Recorded data
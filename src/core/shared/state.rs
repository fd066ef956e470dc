use crate::chat::ChatProvider;
use crate::core::config::AppConfig;
use crate::core::shared::utils::DbPool;
use crate::security::antivirus::{ScannerConfig, UploadScanner};
use crate::security::jwt::{JwtConfig, JwtManager};
use crate::security::password::PasswordService;
use anyhow::Result;
use std::sync::Arc;
use std::time::Duration;

/// Shared handles every request handler reaches through `State<Arc<AppState>>`.
pub struct AppState {
    pub conn: DbPool,
    pub config: AppConfig,
    pub jwt: Arc<JwtManager>,
    pub passwords: Arc<PasswordService>,
    pub chat: Option<Arc<dyn ChatProvider>>,
    pub scanner: Arc<UploadScanner>,
    pub http: reqwest::Client,
}

impl AppState {
    pub fn new(
        config: AppConfig,
        conn: DbPool,
        passwords: PasswordService,
        chat: Option<Arc<dyn ChatProvider>>,
    ) -> Result<Self> {
        let jwt = JwtManager::new(
            JwtConfig {
                access_token_expiry_minutes: config.jwt.access_token_minutes,
                refresh_token_expiry_days: config.jwt.refresh_token_days,
                ..JwtConfig::default()
            },
            &config.jwt.secret,
        )?;

        let scanner = UploadScanner::new(ScannerConfig {
            max_file_size: config.uploads.max_bytes,
            clamscan_path: config.uploads.clamscan_path.clone(),
            ..ScannerConfig::default()
        });

        let http = reqwest::Client::builder()
            .timeout(Duration::from_secs(30))
            .build()?;

        Ok(Self {
            conn,
            config,
            jwt: Arc::new(jwt),
            passwords: Arc::new(passwords),
            chat,
            scanner: Arc::new(scanner),
            http,
        })
    }
}

impl std::fmt::Debug for AppState {
    fn fmt(&self, f: &mut std::fmt::Formatter<'_>) -> std::fmt::Result {
        f.debug_struct("AppState")
            .field("bind", &self.config.bind_address())
            .field("chat_enabled", &self.chat.is_some())
            .finish_non_exhaustive()
    }
}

Aim of the exercise
The records need to be reproduced in their entirety, word for word.

Result
filename src/core/shared/state.rs
repository fd066ef956e470dc
use crate::chat::ChatProvider;
use crate::core::config::AppConfig;
use crate::core::shared::utils::DbPool;
use crate::security::antivirus::{ScannerConfig, UploadScanner};
use crate::security::jwt::{JwtConfig, JwtManager};
use crate::security::password::PasswordService;
use anyhow::Result;
use std::sync::Arc;
use std::time::Duration;

/// Shared handles every request handler reaches through `State<Arc<AppState>>`.
pub struct AppState {
    pub conn: DbPool,
    pub config: AppConfig,
    pub jwt: Arc<JwtManager>,
    pub passwords: Arc<PasswordService>,
    pub chat: Option<Arc<dyn ChatProvider>>,
    pub scanner: Arc<UploadScanner>,
    pub http: reqwest::Client,
}

impl AppState {
    pub fn new(
        config: AppConfig,
        conn: DbPool,
        passwords: PasswordService,
        chat: Option<Arc<dyn ChatProvider>>,
    ) -> Result<Self> {
        let jwt = JwtManager::new(
            JwtConfig {
                access_token_expiry_minutes: config.jwt.access_token_minutes,
                refresh_token_expiry_days: config.jwt.refresh_token_days,
                ..JwtConfig::default()
            },
            &config.jwt.secret,
        )?;

        let scanner = UploadScanner::new(ScannerConfig {
            max_file_size: config.uploads.max_bytes,
            clamscan_path: config.uploads.clamscan_path.clone(),
            ..ScannerConfig::default()
        });

        let http = reqwest::Client::builder()
            .timeout(Duration::from_secs(30))
            .build()?;

        Ok(Self {
            conn,
            config,
            jwt: Arc::new(jwt),
            passwords: Arc::new(passwords),
            chat,
            scanner: Arc::new(scanner),
            http,
        })
    }
}

impl std::fmt::Debug for AppState {
    fn fmt(&self, f: &mut std::fmt::Formatter<'_>) -> std::fmt::Result {
        f.debug_struct("AppState")
            .field("bind", &self.config.bind_address())
            .field("chat_enabled", &self.chat.is_some())
            .finish_non_exhaustive()
    }
}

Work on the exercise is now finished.